# [Exercise aim]
Count every line in the following entries where the word "transaction" appears. Give the count alone.

# [Given records]
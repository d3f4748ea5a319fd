//! File access and the startup migration chain.
//!
//! The store of record is `todo_data.json` in the app data directory.
//! Installations that still carry the pipe-delimited `todo_list.txt` from
//! the earliest builds are migrated forward once: the line file is loaded,
//! rewritten as structured JSON, and retired to a `.bak` file.

use super::format::{self, SchemaVersion};
use super::types::TaskList;
use crate::shared::errors::StoreError;
use crate::shared::paths::ensure_dir;
use std::path::{Path, PathBuf};

pub const STRUCTURED_FILE: &str = "todo_data.json";
pub const LEGACY_FILE: &str = "todo_list.txt";

pub fn structured_path(dir: &Path) -> PathBuf {
    dir.join(STRUCTURED_FILE)
}

pub fn legacy_path(dir: &Path) -> PathBuf {
    dir.join(LEGACY_FILE)
}

/// Reads the backing file in the given format.
///
/// A missing file is the first run and an unreadable one is logged; both
/// load as the empty list rather than an error.
pub fn load_tasks(path: &Path, format: SchemaVersion) -> TaskList {
    let content = match std::fs::read_to_string(path) {
        Ok(content) => content,
        Err(err) if err.kind() == std::io::ErrorKind::NotFound => return Vec::new(),
        Err(err) => {
            tracing::warn!(
                target: "store",
                path = %path.display(),
                %err,
                "Cannot read backing file, starting empty"
            );
            return Vec::new();
        }
    };

    format::decode(format, &content)
}

/// Serializes the full list to the backing file, truncating prior contents.
pub fn save_tasks(path: &Path, format: SchemaVersion, tasks: &TaskList) -> Result<(), StoreError> {
    if let Some(parent) = path.parent() {
        ensure_dir(parent)?;
    }

    let content = format::encode(format, tasks)?;
    std::fs::write(path, content)?;
    Ok(())
}

/// Startup chain: prefer the structured file, migrating the legacy line
/// file forward if it is all we have. Returns the structured path and the
/// loaded list.
pub fn load_or_migrate(dir: &Path) -> Result<(PathBuf, TaskList), StoreError> {
    let json_path = structured_path(dir);
    if json_path.exists() {
        let tasks = load_tasks(&json_path, SchemaVersion::Structured);
        return Ok((json_path, tasks));
    }

    let old_path = legacy_path(dir);
    if old_path.exists() {
        tracing::info!(
            target: "store",
            "Found legacy {}, migrating to {}",
            LEGACY_FILE,
            STRUCTURED_FILE
        );
        let tasks = load_tasks(&old_path, SchemaVersion::LegacyLines);
        save_tasks(&json_path, SchemaVersion::Structured, &tasks)?;

        let backup_path = old_path.with_extension("txt.bak");
        if let Err(err) = std::fs::rename(&old_path, &backup_path) {
            tracing::warn!(target: "store", %err, "Could not retire the legacy file");
        } else {
            tracing::info!(target: "store", "Legacy file backed up to {:?}", backup_path);
        }

        return Ok((json_path, tasks));
    }

    Ok((json_path, Vec::new()))
}
use std::path::{Path, PathBuf};

/// Get the base storage directory following XDG Base Directory Specification.
/// Returns `$XDG_DATA_HOME/taskpad`, falling back to the platform data dir.
pub fn get_data_dir() -> PathBuf {
    if let Ok(xdg_data) = std::env::var("XDG_DATA_HOME") {
        return PathBuf::from(xdg_data).join("taskpad");
    }

    dirs::data_dir()
        .unwrap_or_else(|| PathBuf::from("."))
        .join("taskpad")
}

/// Get the logs directory path.
/// Returns `{data_dir}/logs`.
pub fn get_log_dir() -> PathBuf {
    get_data_dir().join("logs")
}

/// Ensure a directory exists, creating it if necessary.
pub fn ensure_dir(path: &Path) -> std::io::Result<()> {
    if !path.exists() {
        std::fs::create_dir_all(path)?;
    }
    Ok(())
}

#[cfg(test)]
mod tests {
    use super::*;

    #[test]
    fn test_data_dir_structure() {
        let data = get_data_dir();
        assert!(data.ends_with("taskpad"));

        let logs = get_log_dir();
        assert!(logs.ends_with("logs"));
    }

    #[test]
    fn test_ensure_dir_creates_nested() {
        let tmp = tempfile::tempdir().unwrap();
        let nested = tmp.path().join("a").join("b");
        ensure_dir(&nested).unwrap();
        assert!(nested.is_dir());

        // Second call is a no-op on an existing directory
        ensure_dir(&nested).unwrap();
    }
}
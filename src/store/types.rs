use serde::{Deserialize, Serialize};

/// Title given to records that reach disk without one. Completion state
/// still means something even when the text is gone, so such records are
/// recovered instead of dropped.
pub const UNTITLED_PLACEHOLDER: &str = "(untitled)";

/// One to-do entry.
///
/// Field order is the on-disk field order of the structured format and must
/// stay `title`, `date`, `done` for round-trip compatibility with files
/// written by older builds. No id, no extra metadata.
#[derive(Debug, Clone, PartialEq, Eq, Serialize, Deserialize)]
pub struct Task {
    #[serde(default)]
    pub title: String,
    /// Due date in `YYYY-MM-DD` form, empty when none was set. The earliest
    /// line-format files predate due dates entirely.
    #[serde(default)]
    pub date: String,
    #[serde(default)]
    pub done: bool,
}

impl Task {
    pub fn new(title: impl Into<String>) -> Self {
        Self {
            title: title.into(),
            date: String::new(),
            done: false,
        }
    }

    pub fn has_date(&self) -> bool {
        !self.date.is_empty()
    }
}

/// The ordered task collection. Order reflects display order and survives
/// manual reordering, so it is significant end to end.
pub type TaskList = Vec<Task>;

#[cfg(test)]
mod tests {
    use super::*;

    #[test]
    fn test_new_task_is_pending() {
        let task = Task::new("Buy milk");
        assert_eq!(task.title, "Buy milk");
        assert!(!task.done);
        assert!(!task.has_date());
    }

    #[test]
    fn test_record_field_order_is_stable() {
        let task = Task {
            title: "Pay rent".to_string(),
            date: "2026-08-01".to_string(),
            done: true,
        };
        let json = serde_json::to_string(&task).unwrap();
        assert_eq!(
            json,
            r#"{"title":"Pay rent","date":"2026-08-01","done":true}"#
        );
    }

    #[test]
    fn test_missing_fields_default() {
        let task: Task = serde_json::from_str(r#"{"title":"x"}"#).unwrap();
        assert_eq!(task.date, "");
        assert!(!task.done);
    }
}
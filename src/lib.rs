pub mod logging;
pub mod settings;
pub mod shared;
pub mod store;
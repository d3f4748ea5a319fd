use crate::shared::paths::get_log_dir;
use tracing_appender::non_blocking::WorkerGuard;
use tracing_appender::rolling::{RollingFileAppender, Rotation};
use tracing_subscriber::prelude::*;
use tracing_subscriber::EnvFilter;

/// Guards that must be kept alive to ensure logs are flushed
pub struct LoggingGuards {
    _guards: Vec<WorkerGuard>,
}

/// Initialize the logging system with a daily-rolling app log file.
///
/// Logs go to a file rather than the terminal so the interactive menu
/// stays readable; set `RUST_LOG` to adjust the filter.
pub fn init_logging() -> LoggingGuards {
    let log_dir = get_log_dir();

    // Create logs directory if it doesn't exist
    if !log_dir.exists() {
        std::fs::create_dir_all(&log_dir).expect("Failed to create logs directory");
    }

    let file_appender = RollingFileAppender::new(Rotation::DAILY, &log_dir, "taskpad.log");
    let (non_blocking, guard) = tracing_appender::non_blocking(file_appender);

    let env_filter = EnvFilter::try_from_default_env().unwrap_or_else(|_| EnvFilter::new("info"));

    let subscriber = tracing_subscriber::registry().with(env_filter).with(
        tracing_subscriber::fmt::layer()
            .with_writer(non_blocking)
            .with_ansi(false)
            .with_target(true)
            .with_thread_ids(false)
            .with_thread_names(false),
    );

    tracing::subscriber::set_global_default(subscriber)
        .expect("Failed to set global tracing subscriber");

    tracing::info!(target: "system", "Logging initialized at {:?}", log_dir);

    LoggingGuards {
        _guards: vec![guard],
    }
}
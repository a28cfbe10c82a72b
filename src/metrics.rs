//! Metrics reporting for the dispatcher.
//!
//! The producer and the workers only see the [`MetricsSink`] trait. The binary
//! plugs in [`PrometheusSink`], which keeps two series in a private registry:
//!
//! - `worker_jobs_processed_total{worker_id, type}`: jobs completed per worker
//!   and category
//! - `worker_jobs_inflight{type}`: jobs generated but not yet completed
//!
//! Both series are label vectors whose children are atomics, so updates for
//! different labels never contend on a shared lock once a child exists.

use prometheus::proto::Metric;
use prometheus::{Encoder, IntCounterVec, IntGaugeVec, Opts, Registry, TextEncoder};

use crate::error::Result;

/// Destination for the counts reported by the producer and the workers.
///
/// Implementations are shared across tasks and must be safe to update
/// concurrently.
pub trait MetricsSink: Send + Sync + 'static {
    /// Record one completed job for `(worker_id, category)`.
    fn increment_processed(&self, worker_id: usize, category: &str);

    /// Adjust the in-flight gauge for `category` by `delta`.
    fn add_in_flight(&self, category: &str, delta: i64);
}

const NAMESPACE: &str = "worker";
const SUBSYSTEM: &str = "jobs";
const PROCESSED_FAMILY: &str = "worker_jobs_processed_total";
const IN_FLIGHT_FAMILY: &str = "worker_jobs_inflight";

#[derive(Clone)]
pub struct PrometheusSink {
    registry: Registry,
    processed: IntCounterVec,
    in_flight: IntGaugeVec,
}

impl PrometheusSink {
    pub fn new() -> Result<Self> {
        let registry = Registry::new();

        let processed = IntCounterVec::new(
            Opts::new(
                "processed_total",
                "Total number of jobs processed by the workers",
            )
            .namespace(NAMESPACE)
            .subsystem(SUBSYSTEM),
            &["worker_id", "type"],
        )?;
        registry.register(Box::new(processed.clone()))?;

        let in_flight = IntGaugeVec::new(
            Opts::new("inflight", "Number of jobs inflight")
                .namespace(NAMESPACE)
                .subsystem(SUBSYSTEM),
            &["type"],
        )?;
        registry.register(Box::new(in_flight.clone()))?;

        Ok(Self {
            registry,
            processed,
            in_flight,
        })
    }

    // Reads go through `gather` and never create a labelled child.

    /// Jobs completed by one worker for one category
    pub fn processed(&self, worker_id: usize, category: &str) -> u64 {
        let worker_id = worker_id.to_string();
        self.series(PROCESSED_FAMILY)
            .iter()
            .filter(|m| has_label(m, "worker_id", &worker_id) && has_label(m, "type", category))
            .map(|m| m.get_counter().get_value() as u64)
            .sum()
    }

    /// Jobs completed across every worker and category
    pub fn processed_total(&self) -> u64 {
        self.series(PROCESSED_FAMILY)
            .iter()
            .map(|m| m.get_counter().get_value() as u64)
            .sum()
    }

    pub fn in_flight(&self, category: &str) -> i64 {
        self.series(IN_FLIGHT_FAMILY)
            .iter()
            .filter(|m| has_label(m, "type", category))
            .map(|m| m.get_gauge().get_value() as i64)
            .sum()
    }

    fn series(&self, family: &str) -> Vec<Metric> {
        self.registry
            .gather()
            .into_iter()
            .filter(|f| f.get_name() == family)
            .flat_map(|f| f.get_metric().to_vec())
            .collect()
    }

    /// Render every series in the Prometheus text exposition format.
    pub fn encode(&self) -> Result<String> {
        let encoder = TextEncoder::new();
        let mut buffer = Vec::new();
        encoder.encode(&self.registry.gather(), &mut buffer)?;
        Ok(String::from_utf8(buffer)?)
    }

    pub fn content_type(&self) -> String {
        TextEncoder::new().format_type().to_string()
    }
}

fn has_label(metric: &Metric, name: &str, value: &str) -> bool {
    metric
        .get_label()
        .iter()
        .any(|l| l.get_name() == name && l.get_value() == value)
}

impl MetricsSink for PrometheusSink {
    fn increment_processed(&self, worker_id: usize, category: &str) {
        self.processed
            .with_label_values(&[&worker_id.to_string(), category])
            .inc();
    }

    fn add_in_flight(&self, category: &str, delta: i64) {
        self.in_flight.with_label_values(&[category]).add(delta);
    }
}

#[cfg(test)]
mod tests {
    use super::*;

    #[test]
    fn counts_processed_per_worker_and_category() {
        let sink = PrometheusSink::new().unwrap();
        sink.increment_processed(0, "email");
        sink.increment_processed(0, "email");
        sink.increment_processed(1, "email");
        sink.increment_processed(1, "activation");

        assert_eq!(sink.processed(0, "email"), 2);
        assert_eq!(sink.processed(1, "email"), 1);
        assert_eq!(sink.processed(1, "activation"), 1);
        assert_eq!(sink.processed(2, "email"), 0);
        assert_eq!(sink.processed_total(), 4);
    }

    #[test]
    fn in_flight_moves_both_ways() {
        let sink = PrometheusSink::new().unwrap();
        sink.add_in_flight("transaction", 1);
        sink.add_in_flight("transaction", 1);
        sink.add_in_flight("transaction", -1);
        assert_eq!(sink.in_flight("transaction"), 1);
        assert_eq!(sink.in_flight("email"), 0);
    }

    #[test]
    fn encodes_text_format() {
        let sink = PrometheusSink::new().unwrap();
        sink.increment_processed(3, "email");
        sink.add_in_flight("email", 2);

        let text = sink.encode().unwrap();
        assert!(text.contains("# HELP worker_jobs_processed_total"));
        assert!(text.contains("worker_jobs_processed_total{type=\"email\",worker_id=\"3\"} 1"));
        assert!(text.contains("worker_jobs_inflight{type=\"email\"} 2"));
        assert!(sink.content_type().starts_with("text/plain"));
    }

    #[test]
    fn reading_does_not_create_series() {
        let sink = PrometheusSink::new().unwrap();
        assert_eq!(sink.in_flight("email"), 0);
        assert_eq!(sink.processed(4, "email"), 0);

        let text = sink.encode().unwrap();
        assert!(!text.contains("type=\"email\""), "unexpected series:\n{}", text);
    }

    #[test]
    fn sinks_do_not_share_state() {
        let a = PrometheusSink::new().unwrap();
        let b = PrometheusSink::new().unwrap();
        a.increment_processed(0, "email");
        assert_eq!(b.processed_total(), 0);
    }
}
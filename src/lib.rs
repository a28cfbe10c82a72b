pub mod config;
pub mod dashboard;
pub mod dispatcher;
pub mod error;
pub mod metrics;
pub mod scheduler;
pub mod shutdown;
pub mod worker;

pub use dispatcher::Dispatcher;
pub use error::{DispatchError, Result};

# [Task output]
4